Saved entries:

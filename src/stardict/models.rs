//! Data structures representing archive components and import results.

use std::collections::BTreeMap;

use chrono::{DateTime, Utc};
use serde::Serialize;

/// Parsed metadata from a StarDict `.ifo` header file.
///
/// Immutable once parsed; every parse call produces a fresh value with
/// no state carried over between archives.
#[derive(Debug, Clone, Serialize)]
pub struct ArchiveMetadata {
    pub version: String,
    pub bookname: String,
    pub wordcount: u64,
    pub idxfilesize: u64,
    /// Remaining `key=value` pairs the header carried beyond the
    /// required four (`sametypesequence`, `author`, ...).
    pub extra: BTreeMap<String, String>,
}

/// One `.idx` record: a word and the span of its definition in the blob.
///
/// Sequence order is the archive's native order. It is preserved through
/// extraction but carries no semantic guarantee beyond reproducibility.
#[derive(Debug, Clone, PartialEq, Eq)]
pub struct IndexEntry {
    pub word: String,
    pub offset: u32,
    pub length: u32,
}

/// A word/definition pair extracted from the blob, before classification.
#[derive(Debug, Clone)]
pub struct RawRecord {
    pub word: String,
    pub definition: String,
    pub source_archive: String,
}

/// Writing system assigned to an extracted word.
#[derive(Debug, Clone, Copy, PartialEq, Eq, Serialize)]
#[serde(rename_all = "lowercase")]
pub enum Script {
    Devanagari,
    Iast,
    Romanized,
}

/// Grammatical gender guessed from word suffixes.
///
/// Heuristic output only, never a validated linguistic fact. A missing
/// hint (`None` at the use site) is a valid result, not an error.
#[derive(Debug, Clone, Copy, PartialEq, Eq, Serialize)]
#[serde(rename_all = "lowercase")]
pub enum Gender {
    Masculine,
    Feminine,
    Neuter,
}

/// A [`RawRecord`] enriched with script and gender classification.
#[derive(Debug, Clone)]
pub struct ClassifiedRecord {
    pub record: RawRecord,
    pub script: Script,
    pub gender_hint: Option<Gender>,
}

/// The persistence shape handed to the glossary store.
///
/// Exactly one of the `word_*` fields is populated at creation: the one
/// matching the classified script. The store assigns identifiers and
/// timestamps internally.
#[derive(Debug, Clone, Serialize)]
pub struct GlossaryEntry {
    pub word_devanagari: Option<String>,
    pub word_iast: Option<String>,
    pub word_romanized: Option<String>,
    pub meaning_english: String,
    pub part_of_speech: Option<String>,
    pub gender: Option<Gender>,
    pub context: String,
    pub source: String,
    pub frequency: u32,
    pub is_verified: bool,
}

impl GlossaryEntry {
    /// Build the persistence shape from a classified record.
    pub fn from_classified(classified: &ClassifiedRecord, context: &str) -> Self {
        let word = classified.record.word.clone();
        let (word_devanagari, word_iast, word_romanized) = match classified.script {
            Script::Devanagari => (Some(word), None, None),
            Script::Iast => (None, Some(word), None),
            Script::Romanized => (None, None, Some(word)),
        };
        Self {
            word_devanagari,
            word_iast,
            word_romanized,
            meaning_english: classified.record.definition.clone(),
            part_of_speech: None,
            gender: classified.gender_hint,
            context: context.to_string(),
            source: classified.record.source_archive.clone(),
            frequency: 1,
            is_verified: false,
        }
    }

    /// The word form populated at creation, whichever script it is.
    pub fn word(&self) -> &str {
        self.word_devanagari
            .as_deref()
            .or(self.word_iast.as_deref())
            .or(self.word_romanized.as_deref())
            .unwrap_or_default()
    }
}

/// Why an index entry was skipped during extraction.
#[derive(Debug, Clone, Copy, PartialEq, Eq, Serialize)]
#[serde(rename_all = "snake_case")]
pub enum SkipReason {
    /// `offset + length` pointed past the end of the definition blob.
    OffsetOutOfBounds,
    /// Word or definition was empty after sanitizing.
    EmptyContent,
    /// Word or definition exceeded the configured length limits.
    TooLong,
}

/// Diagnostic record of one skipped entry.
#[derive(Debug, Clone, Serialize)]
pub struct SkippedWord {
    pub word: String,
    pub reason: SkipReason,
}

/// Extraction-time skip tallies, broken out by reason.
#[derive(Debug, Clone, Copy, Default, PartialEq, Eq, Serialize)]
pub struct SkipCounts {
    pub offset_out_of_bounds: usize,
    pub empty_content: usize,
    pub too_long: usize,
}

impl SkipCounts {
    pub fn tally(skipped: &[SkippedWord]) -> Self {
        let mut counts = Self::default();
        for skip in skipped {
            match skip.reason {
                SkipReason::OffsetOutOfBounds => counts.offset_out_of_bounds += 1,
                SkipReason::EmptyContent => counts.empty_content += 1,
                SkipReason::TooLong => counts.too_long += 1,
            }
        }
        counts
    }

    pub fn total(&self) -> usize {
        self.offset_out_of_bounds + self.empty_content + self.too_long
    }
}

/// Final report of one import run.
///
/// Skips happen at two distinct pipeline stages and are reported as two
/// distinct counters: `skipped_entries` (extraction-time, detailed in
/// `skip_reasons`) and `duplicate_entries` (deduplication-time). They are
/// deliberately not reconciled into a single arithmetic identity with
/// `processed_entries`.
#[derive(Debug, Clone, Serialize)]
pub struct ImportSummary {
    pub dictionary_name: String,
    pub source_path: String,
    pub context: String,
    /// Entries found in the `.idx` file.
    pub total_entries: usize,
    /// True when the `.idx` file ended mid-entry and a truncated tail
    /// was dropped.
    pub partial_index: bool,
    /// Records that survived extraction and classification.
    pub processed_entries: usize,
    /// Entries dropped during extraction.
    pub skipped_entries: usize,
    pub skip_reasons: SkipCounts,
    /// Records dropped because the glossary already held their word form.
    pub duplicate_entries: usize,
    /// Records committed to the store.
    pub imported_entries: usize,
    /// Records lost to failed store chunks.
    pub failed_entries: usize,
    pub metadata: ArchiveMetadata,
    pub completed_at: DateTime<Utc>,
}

* * *

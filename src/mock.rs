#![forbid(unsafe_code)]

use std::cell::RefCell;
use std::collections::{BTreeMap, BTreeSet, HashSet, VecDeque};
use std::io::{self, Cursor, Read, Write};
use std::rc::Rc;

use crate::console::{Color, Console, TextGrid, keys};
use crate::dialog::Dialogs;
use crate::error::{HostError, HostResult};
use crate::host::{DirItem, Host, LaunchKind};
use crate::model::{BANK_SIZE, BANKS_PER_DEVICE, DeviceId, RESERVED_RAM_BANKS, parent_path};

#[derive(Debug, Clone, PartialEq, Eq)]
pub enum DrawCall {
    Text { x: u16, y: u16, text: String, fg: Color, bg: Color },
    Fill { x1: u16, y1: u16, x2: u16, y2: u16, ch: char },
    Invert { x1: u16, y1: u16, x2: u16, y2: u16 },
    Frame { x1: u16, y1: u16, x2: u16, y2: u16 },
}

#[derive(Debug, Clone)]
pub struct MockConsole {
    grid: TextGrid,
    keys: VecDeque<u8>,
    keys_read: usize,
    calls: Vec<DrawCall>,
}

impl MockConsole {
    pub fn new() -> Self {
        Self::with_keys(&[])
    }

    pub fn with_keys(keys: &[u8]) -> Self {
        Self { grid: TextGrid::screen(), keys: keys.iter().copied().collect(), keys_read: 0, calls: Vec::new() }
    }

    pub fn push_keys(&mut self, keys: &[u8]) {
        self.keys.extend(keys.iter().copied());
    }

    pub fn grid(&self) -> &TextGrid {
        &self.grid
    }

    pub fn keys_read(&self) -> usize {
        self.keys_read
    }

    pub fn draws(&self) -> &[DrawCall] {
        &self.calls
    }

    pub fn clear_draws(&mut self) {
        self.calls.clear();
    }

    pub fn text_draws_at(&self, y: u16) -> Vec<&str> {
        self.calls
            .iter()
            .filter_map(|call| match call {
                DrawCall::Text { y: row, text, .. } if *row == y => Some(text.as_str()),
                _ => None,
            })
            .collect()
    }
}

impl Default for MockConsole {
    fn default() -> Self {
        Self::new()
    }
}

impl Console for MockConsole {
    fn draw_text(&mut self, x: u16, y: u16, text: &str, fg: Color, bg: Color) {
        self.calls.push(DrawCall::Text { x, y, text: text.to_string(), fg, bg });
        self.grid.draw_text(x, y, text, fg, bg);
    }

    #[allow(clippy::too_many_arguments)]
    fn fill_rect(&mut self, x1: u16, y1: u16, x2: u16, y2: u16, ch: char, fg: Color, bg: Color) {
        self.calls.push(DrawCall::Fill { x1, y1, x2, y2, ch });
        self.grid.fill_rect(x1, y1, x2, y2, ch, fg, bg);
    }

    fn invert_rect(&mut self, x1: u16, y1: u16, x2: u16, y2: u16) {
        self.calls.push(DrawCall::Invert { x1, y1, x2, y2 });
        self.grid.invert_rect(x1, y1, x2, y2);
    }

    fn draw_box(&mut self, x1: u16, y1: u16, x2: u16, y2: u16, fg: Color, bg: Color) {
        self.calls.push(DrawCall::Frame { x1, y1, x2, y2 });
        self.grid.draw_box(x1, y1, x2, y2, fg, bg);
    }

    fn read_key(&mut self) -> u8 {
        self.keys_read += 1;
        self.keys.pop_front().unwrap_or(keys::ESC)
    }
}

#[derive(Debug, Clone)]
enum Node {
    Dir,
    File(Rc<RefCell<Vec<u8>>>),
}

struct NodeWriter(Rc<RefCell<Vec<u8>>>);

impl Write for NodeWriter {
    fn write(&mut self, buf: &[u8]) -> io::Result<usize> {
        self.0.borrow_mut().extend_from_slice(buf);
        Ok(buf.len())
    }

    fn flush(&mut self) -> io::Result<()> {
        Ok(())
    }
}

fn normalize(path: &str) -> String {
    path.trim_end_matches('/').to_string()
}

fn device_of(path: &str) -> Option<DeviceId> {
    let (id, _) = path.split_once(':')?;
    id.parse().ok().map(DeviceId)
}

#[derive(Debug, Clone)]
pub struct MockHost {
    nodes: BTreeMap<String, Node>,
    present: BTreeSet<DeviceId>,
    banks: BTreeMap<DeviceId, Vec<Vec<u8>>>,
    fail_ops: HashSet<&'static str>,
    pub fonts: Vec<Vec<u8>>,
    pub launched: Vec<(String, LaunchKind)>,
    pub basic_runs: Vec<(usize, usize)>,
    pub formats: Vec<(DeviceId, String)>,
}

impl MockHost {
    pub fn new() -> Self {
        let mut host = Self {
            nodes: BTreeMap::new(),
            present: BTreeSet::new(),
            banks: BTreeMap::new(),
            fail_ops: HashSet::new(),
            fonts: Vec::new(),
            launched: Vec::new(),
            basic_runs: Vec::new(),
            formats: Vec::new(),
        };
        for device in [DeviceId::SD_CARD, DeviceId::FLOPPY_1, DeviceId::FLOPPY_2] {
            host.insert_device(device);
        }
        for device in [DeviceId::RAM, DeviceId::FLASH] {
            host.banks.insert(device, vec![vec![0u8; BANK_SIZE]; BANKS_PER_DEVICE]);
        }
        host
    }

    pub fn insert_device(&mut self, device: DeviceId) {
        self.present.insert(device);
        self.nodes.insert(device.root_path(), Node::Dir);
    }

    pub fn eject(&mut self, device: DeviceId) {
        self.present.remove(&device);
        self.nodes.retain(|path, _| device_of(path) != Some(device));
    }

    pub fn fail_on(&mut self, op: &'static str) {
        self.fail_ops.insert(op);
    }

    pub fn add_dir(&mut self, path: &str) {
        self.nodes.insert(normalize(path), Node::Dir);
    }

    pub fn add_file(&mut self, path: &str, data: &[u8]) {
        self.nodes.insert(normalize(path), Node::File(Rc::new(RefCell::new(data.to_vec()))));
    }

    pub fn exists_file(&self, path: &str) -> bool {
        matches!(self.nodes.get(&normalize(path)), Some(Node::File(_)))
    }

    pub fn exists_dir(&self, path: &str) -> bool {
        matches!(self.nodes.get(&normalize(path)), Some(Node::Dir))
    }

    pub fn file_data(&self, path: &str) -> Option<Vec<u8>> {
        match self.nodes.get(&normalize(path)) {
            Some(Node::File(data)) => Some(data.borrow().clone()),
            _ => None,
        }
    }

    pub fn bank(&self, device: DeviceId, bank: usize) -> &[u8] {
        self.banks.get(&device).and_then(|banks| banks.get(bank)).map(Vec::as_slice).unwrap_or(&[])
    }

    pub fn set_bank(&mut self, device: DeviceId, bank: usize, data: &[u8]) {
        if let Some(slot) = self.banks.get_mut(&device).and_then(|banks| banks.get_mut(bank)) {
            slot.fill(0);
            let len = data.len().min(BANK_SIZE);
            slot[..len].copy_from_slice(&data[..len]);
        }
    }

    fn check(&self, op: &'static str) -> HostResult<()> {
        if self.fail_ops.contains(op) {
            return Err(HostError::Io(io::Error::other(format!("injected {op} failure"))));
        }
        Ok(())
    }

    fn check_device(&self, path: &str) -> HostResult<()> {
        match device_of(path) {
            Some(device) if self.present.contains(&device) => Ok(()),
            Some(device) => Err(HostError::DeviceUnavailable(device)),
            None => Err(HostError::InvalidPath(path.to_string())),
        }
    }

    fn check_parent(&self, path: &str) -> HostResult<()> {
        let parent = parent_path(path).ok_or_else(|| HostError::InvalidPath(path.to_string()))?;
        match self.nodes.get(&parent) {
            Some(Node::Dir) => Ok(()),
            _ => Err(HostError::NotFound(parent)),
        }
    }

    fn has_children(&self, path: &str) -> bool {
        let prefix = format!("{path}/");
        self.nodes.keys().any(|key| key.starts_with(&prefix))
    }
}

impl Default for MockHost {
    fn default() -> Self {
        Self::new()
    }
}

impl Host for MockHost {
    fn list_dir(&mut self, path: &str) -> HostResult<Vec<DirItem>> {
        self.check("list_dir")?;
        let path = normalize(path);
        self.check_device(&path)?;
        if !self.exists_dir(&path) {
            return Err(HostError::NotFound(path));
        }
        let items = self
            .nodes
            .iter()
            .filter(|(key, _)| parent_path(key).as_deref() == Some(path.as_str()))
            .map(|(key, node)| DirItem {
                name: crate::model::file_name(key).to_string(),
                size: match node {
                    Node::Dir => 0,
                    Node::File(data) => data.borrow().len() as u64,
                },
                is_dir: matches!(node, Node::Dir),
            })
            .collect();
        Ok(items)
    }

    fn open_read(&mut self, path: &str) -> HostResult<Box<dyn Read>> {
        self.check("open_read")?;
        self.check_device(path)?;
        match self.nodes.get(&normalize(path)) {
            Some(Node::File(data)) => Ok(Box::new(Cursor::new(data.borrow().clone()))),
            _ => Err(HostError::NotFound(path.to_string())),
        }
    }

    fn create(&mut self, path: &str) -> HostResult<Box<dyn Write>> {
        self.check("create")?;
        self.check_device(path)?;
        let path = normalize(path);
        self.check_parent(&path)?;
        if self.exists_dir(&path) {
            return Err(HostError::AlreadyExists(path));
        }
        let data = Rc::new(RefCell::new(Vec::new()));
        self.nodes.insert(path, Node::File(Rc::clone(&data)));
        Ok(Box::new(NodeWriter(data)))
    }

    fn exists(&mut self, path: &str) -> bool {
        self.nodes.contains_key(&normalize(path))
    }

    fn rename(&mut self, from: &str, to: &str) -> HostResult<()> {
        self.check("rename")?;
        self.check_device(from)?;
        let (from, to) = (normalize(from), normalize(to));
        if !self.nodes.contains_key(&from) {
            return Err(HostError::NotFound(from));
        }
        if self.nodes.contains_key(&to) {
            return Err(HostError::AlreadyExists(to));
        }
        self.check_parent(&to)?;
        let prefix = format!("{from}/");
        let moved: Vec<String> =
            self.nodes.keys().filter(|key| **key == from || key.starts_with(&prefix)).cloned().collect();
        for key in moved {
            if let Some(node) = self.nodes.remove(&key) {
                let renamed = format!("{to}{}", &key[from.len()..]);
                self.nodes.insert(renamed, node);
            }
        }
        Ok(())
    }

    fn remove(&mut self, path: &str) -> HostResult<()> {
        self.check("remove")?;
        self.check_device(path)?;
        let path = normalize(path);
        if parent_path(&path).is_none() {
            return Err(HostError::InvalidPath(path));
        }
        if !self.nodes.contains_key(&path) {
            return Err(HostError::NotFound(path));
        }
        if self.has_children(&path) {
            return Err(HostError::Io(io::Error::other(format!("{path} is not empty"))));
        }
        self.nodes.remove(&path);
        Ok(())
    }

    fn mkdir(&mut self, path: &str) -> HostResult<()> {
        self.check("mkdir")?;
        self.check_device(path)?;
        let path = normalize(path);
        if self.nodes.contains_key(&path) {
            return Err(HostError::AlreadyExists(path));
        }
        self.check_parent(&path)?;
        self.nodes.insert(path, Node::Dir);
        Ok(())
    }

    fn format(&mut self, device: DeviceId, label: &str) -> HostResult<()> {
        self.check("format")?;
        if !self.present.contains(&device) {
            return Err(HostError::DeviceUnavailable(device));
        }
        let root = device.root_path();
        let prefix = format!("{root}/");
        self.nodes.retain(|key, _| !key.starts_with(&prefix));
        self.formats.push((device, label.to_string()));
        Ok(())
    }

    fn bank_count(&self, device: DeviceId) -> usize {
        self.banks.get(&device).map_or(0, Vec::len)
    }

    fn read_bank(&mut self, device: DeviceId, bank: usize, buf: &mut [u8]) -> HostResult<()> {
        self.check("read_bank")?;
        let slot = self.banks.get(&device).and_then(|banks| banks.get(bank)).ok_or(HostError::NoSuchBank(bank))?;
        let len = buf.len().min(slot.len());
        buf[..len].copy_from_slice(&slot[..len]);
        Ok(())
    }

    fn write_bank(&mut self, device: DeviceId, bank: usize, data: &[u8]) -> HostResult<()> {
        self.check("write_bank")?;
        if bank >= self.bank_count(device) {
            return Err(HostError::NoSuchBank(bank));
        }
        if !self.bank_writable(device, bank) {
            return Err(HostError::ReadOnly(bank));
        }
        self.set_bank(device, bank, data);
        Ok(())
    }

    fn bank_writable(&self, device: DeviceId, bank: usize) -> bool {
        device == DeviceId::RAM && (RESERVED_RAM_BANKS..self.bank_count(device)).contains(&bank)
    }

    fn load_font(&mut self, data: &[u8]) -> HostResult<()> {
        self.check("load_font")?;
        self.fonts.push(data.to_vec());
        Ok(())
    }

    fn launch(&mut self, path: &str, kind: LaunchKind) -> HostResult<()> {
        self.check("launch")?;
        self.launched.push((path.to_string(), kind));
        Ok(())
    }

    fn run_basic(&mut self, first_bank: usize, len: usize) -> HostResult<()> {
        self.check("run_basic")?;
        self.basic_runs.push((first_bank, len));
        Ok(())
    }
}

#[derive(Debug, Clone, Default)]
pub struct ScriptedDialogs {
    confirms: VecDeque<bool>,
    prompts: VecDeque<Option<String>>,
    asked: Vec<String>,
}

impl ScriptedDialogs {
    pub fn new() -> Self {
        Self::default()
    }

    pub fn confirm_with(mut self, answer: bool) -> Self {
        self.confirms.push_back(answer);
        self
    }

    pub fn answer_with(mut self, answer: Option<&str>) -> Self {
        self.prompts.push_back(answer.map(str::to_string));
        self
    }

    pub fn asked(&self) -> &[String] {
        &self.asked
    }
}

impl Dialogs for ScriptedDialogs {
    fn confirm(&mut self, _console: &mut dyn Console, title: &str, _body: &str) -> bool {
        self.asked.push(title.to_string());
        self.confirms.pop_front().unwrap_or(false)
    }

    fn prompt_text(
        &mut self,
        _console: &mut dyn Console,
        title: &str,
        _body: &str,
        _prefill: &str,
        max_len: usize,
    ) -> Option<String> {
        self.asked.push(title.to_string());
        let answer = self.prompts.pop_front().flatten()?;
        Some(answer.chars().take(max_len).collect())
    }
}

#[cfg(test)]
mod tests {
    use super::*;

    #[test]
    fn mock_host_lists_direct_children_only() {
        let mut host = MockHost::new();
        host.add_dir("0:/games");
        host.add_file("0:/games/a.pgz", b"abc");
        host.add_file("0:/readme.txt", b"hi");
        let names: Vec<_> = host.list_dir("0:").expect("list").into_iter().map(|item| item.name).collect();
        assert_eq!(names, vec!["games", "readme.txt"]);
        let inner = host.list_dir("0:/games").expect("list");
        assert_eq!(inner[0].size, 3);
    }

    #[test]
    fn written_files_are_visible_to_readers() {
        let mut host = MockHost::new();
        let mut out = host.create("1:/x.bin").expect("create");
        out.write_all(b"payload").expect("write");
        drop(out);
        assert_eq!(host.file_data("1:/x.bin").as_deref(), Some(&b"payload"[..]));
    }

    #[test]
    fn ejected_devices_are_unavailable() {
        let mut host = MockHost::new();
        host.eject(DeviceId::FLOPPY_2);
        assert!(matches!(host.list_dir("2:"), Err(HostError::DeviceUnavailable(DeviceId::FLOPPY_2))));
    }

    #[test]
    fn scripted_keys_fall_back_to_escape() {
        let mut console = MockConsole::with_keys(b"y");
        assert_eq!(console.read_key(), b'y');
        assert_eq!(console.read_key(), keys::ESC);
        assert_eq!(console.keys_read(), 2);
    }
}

- _Task instructions_: Among the lines of the data, some may include "calls" as a word or string; report how many, and nothing else.

- _Response to the task_: 9